Current Format:
UNIQUE ID | NAME | AGE | DEP | RANK |
---|---|---|---|---|
001 | John | 10 | 4th | 1 |
002 | Priya | 11 | 4th | 2 |
003 | Jack | 15 | 5th | 2 |
004 | Jill | 14 | 5th | 1 |
Expected Format:
UNIQUE ID | NAME | COLUMN_NO |
---|---|---|
001 | John | 1 |
001 | 10 | 2 |
001 | 4th | 3 |
001 | 1 | 4 |
002 | Priya | 1 |
002 | 11 | 2 |
002 | 4th | 3 |
002 | 2 | 4 |
My starting point:
>>> df
UNIQUE ID NAME AGE DEP RANK
0 1 John 10 4th 1
1 2 Priya 11 4th 2
2 3 Jack 15 5th 2
3 4 Jill 14 5th 1
The basic transformation you need is provided by df.stack
, which results in:
0 UNIQUE ID 1
NAME John
AGE 10
DEP 4th
RANK 1
1 UNIQUE ID 2
NAME Priya
[...]
However, you want column UNIQUE ID
to be treated separately. This can be accomplished by making it the index:
>>> df.set_index('UNIQUE ID').stack()
UNIQUE ID
1 NAME John
AGE 10
DEP 4th
RANK 1
2 NAME Priya
AGE 11
DEP 4th
RANK 2
The last missing bit are the column names: you want them renamed to numbers. This could be accomplished two different ways: a) by re-assigning df.columns
(after having moved column UNIQUE ID to the index first):
df = df.set_index('UNIQUE_ID')
df.columns = range(1, 5)
or b) by df.renam
ing the columns:
df = df.set_index('UNIQUE_ID')
df = df.rename(columns={'NAME': 1, 'AGE': 2, 'DEP': 3, 'RANK': 4})

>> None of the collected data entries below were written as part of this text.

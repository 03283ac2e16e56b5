//! Repairs known upstream mistakes and enforces the functional dependencies
//! of a crawled batch

use std::collections::HashMap;

use serde::Serialize;
use sqlx::SqlitePool;
use tracing::{info, warn};

use crate::domain::corrections::{canonical_maker, canonical_model, dimension_fix};
use crate::domain::{CoolerRecord, FanGeometry, HeatsinkSpec, MeasurementValues, Snapshot};
use crate::infrastructure::cooler_repository as repo;
use crate::infrastructure::parsing::WarningLog;

/// What [`fix_existing_data`] changed
#[derive(Debug, Clone, Default, PartialEq, Eq, Serialize)]
pub struct RepairReport {
    pub makers_renamed: usize,
    pub heatsinks_renamed: usize,
    pub dimensions_fixed: usize,
    pub renames_skipped: usize,
}

/// Rename stored makers and heatsinks with known misspellings and apply the
/// curated dimension fixes, in one transaction.
///
/// A rename whose canonical name is already taken is skipped; the misspelled
/// row disappears with the next reconciliation.
pub async fn fix_existing_data(pool: &SqlitePool) -> Result<RepairReport, sqlx::Error> {
    let mut report = RepairReport::default();
    let mut tx = pool.begin().await?;

    for maker in repo::all_makers(&mut tx).await? {
        let Some(canonical) = canonical_maker(&maker.name) else {
            continue;
        };
        if canonical == maker.name {
            continue;
        }
        if repo::find_maker(&mut tx, canonical).await?.is_some() {
            warn!("Cannot rename maker {:?} to {:?}: name is taken", maker.name, canonical);
            report.renames_skipped += 1;
            continue;
        }
        repo::rename_maker(&mut tx, maker.id, canonical).await?;
        report.makers_renamed += 1;
    }

    for joined in repo::heatsinks_with_maker_names(&mut tx).await? {
        let heatsink = joined.heatsink;
        let Some(canonical) = canonical_model(&heatsink.name) else {
            continue;
        };
        if canonical == heatsink.name {
            continue;
        }
        if repo::find_heatsink(&mut tx, heatsink.maker_id, canonical).await?.is_some() {
            warn!(
                "Cannot rename heatsink {:?} to {:?}: name is taken",
                heatsink.name, canonical
            );
            report.renames_skipped += 1;
            continue;
        }
        repo::rename_heatsink(&mut tx, heatsink.id, canonical).await?;
        report.heatsinks_renamed += 1;
    }

    for joined in repo::heatsinks_with_maker_names(&mut tx).await? {
        let Some(fix) = dimension_fix(&joined.lookup_key()) else {
            continue;
        };
        let current = joined.heatsink.snapshot();
        let mut fixed = current.clone();
        fix.apply(&mut fixed.width, &mut fixed.depth, &mut fixed.height);
        if fixed != current {
            repo::update_heatsink_spec(&mut tx, joined.heatsink.id, &fixed).await?;
            report.dimensions_fixed += 1;
        }
    }

    tx.commit().await?;
    info!(?report, "Repaired existing data");
    Ok(report)
}

type HeatsinkKey = (String, String);
type MeasurementKey = (String, String, FanGeometry, i64, i64);

/// Drop records that cannot be stored or that contradict an earlier record.
///
/// Records are expected in canonical order. Two rules apply:
/// `(maker, model)` determines the heatsink attributes, and
/// `(maker, model, fan geometry, noise, power)` determines the measured
/// values. The first record for a key wins; each violation is warned about
/// once. Records without complete fan information are dropped.
pub fn ensure_consistency(records: Vec<CoolerRecord>, warnings: &mut WarningLog) -> Vec<CoolerRecord> {
    let mut heatsinks: HashMap<HeatsinkKey, HeatsinkSpec> = HashMap::new();
    let mut measurements: HashMap<MeasurementKey, MeasurementValues> = HashMap::new();
    let total = records.len();

    let mut kept = Vec::with_capacity(total);
    for record in records {
        let Some(geometry) = record.fan_geometry() else {
            warnings.warn(format!(
                "no fan information for {} {}; the record will be removed",
                record.maker, record.model
            ));
            continue;
        };

        let mut remove = false;

        let key = (record.maker.clone(), record.model.clone());
        let spec = record.heatsink_spec();
        match heatsinks.get(&key) {
            None => {
                heatsinks.insert(key, spec);
            }
            Some(first) if *first != spec => {
                warnings.warn(format!(
                    "dependency (maker, model) -> (width, depth, height, heatsink_type, weight) \
                     violated: {key:?}: {first:?} != {spec:?}; the latter will be removed"
                ));
                remove = true;
            }
            Some(_) => {}
        }

        let key = (
            record.maker.clone(),
            record.model.clone(),
            geometry,
            record.noise,
            record.power,
        );
        let values = record.measurement_values();
        match measurements.get(&key) {
            None => {
                measurements.insert(key, values);
            }
            Some(first) if *first != values => {
                warnings.warn(format!(
                    "dependency (maker, model, fan_size, fan_thickness, fan_count, noise, power) -> \
                     (noise_actual_min, noise_actual_max, rpm_min, rpm_max, cpu_temp_delta, \
                     power_temp_delta) violated: {key:?}: {first:?} != {values:?}; the latter will be removed"
                ));
                remove = true;
            }
            Some(_) => {}
        }

        if !remove {
            kept.push(record);
        }
    }

    if kept.len() < total {
        info!("Removed {} inconsistent records", total - kept.len());
    }
    kept
}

And finally you can convert the resulting Series back to a DataFrame. The most elegant way to get COLUMN NO
at the right place is using df.rename_axis
before stacking. All together as one expression (possibly better to split it up):
>>> (df.set_index('UNIQUE ID')
.rename(columns={'NAME': 1, 'AGE': 2, 'DEP': 3, 'RANK': 4})
.rename_axis('COLUMN NO', axis=1)
.stack()
.to_frame('NAME')
.reset_index())
UNIQUE ID COLUMN NO NAME
0 1 1 John
1 1 2 10
2 1 3 4th
3 1 4 1
4 2 1 Priya
5 2 2 11
6 2 3 4th
7 2 4 2
8 3 1 Jack
9 3 2 15
10 3 3 5th
11 3 4 2
12 4 1 Jill
13 4 2 14
14 4 3 5th
15 4 4 1
Things left out: reading the data; preserving the correct type: UNIQUE ID
only looks numeric, but has leading zeros that probably want to be preserved; so parsing them as a string would be better.